- **DATA SUPPLIED**:

☆ ☆ ☆

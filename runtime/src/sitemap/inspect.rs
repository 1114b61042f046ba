//! Parse rendered sitemap XML back to check it and count its entries.

use crate::error::{Result, SitemapError};
use quick_xml::events::Event;
use serde::Serialize;

/// Element counts of a rendered sitemap or sitemap index.
#[derive(Debug, Clone, Default, PartialEq, Eq, Serialize)]
pub struct XmlSummary {
    /// `urlset` or `sitemapindex`.
    pub root: String,
    pub urls: usize,
    pub sitemaps: usize,
    pub locs: usize,
    /// Text of every `<loc>`, in document order.
    #[serde(skip)]
    pub loc_values: Vec<String>,
}

impl XmlSummary {
    /// Number of entries, whichever kind the root holds.
    pub fn entries(&self) -> usize {
        self.urls + self.sitemaps
    }
}

/// Parse `xml` fully, failing on any syntax error or unbalanced tag.
pub fn summarize(xml: &str) -> Result<XmlSummary> {
    let mut summary = XmlSummary::default();
    let mut in_loc = false;

    let mut reader = quick_xml::Reader::from_str(xml);
    reader.config_mut().trim_text(true);
    reader.config_mut().check_end_names = true;
    reader.config_mut().check_comments = true;
    let mut buf = Vec::new();

    loop {
        match reader.read_event_into(&mut buf) {
            Ok(Event::Start(ref e)) => {
                let name = String::from_utf8_lossy(e.name().as_ref()).to_string();
                match name.as_str() {
                    "url" => summary.urls += 1,
                    "sitemap" => summary.sitemaps += 1,
                    "loc" => {
                        summary.locs += 1;
                        in_loc = true;
                    }
                    _ => {}
                }
                if summary.root.is_empty() {
                    summary.root = name;
                }
            }
            Ok(Event::Empty(ref e)) => {
                if summary.root.is_empty() {
                    summary.root = String::from_utf8_lossy(e.name().as_ref()).to_string();
                }
            }
            Ok(Event::Text(ref e)) => {
                if in_loc {
                    let text = e
                        .unescape()
                        .map_err(|err| SitemapError::Malformed(err.to_string()))?;
                    summary.loc_values.push(text.trim().to_string());
                }
            }
            Ok(Event::End(ref e)) => {
                if e.name().as_ref() == b"loc" {
                    in_loc = false;
                }
            }
            Ok(Event::Eof) => break,
            Err(e) => {
                return Err(SitemapError::Malformed(format!(
                    "at byte {}: {e}",
                    reader.buffer_position()
                )))
            }
            _ => {}
        }
        buf.clear();
    }

    if summary.root.is_empty() {
        return Err(SitemapError::Malformed("no root element".to_string()));
    }
    Ok(summary)
}

#[cfg(test)]
mod tests {
    use super::*;

    #[test]
    fn test_summarize_urlset() {
        let xml = r#"<?xml version="1.0" encoding="UTF-8"?>
<urlset xmlns="http://www.sitemaps.org/schemas/sitemap/0.9">
  <url><loc>https://doctar.in/</loc><priority>1.0</priority></url>
  <url><loc>https://doctar.in/search?q=a&amp;b</loc></url>
</urlset>"#;
        let summary = summarize(xml).unwrap();
        assert_eq!(summary.root, "urlset");
        assert_eq!(summary.urls, 2);
        assert_eq!(summary.locs, 2);
        assert_eq!(summary.entries(), 2);
        assert_eq!(summary.loc_values[1], "https://doctar.in/search?q=a&b");
    }

    #[test]
    fn test_summarize_index() {
        let xml = r#"<?xml version="1.0" encoding="UTF-8"?>
<sitemapindex xmlns="http://www.sitemaps.org/schemas/sitemap/0.9">
  <sitemap><loc>https://doctar.in/sitemap-blogs.xml</loc></sitemap>
</sitemapindex>"#;
        let summary = summarize(xml).unwrap();
        assert_eq!(summary.root, "sitemapindex");
        assert_eq!(summary.sitemaps, 1);
        assert_eq!(summary.urls, 0);
    }

    #[test]
    fn test_summarize_rejects_mismatched_tags() {
        let xml = "<urlset><url><loc>x</url></urlset>";
        assert!(matches!(summarize(xml), Err(SitemapError::Malformed(_))));
    }

    #[test]
    fn test_summarize_rejects_double_dash_comment() {
        let xml = "<!-- built for a---b.in -->\n<urlset></urlset>";
        assert!(matches!(summarize(xml), Err(SitemapError::Malformed(_))));
    }

    #[test]
    fn test_summarize_rejects_empty() {
        assert!(summarize("").is_err());
    }
}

☆ ☆ ☆

- **PROMPT**:
From the line containing "assert_eq!(summary.urls, 0);" down to the last line of the material, each line is to be retyped exactly; no other lines belong in the answer.

- **FINISHED EXERCISE**:
        assert_eq!(summary.urls, 0);
    }

    #[test]
    fn test_summarize_rejects_mismatched_tags() {
        let xml = "<urlset><url><loc>x</url></urlset>";
        assert!(matches!(summarize(xml), Err(SitemapError::Malformed(_))));
    }

    #[test]
    fn test_summarize_rejects_double_dash_comment() {
        let xml = "<!-- built for a---b.in -->\n<urlset></urlset>";
        assert!(matches!(summarize(xml), Err(SitemapError::Malformed(_))));
    }

    #[test]
    fn test_summarize_rejects_empty() {
        assert!(summarize("").is_err());
    }
}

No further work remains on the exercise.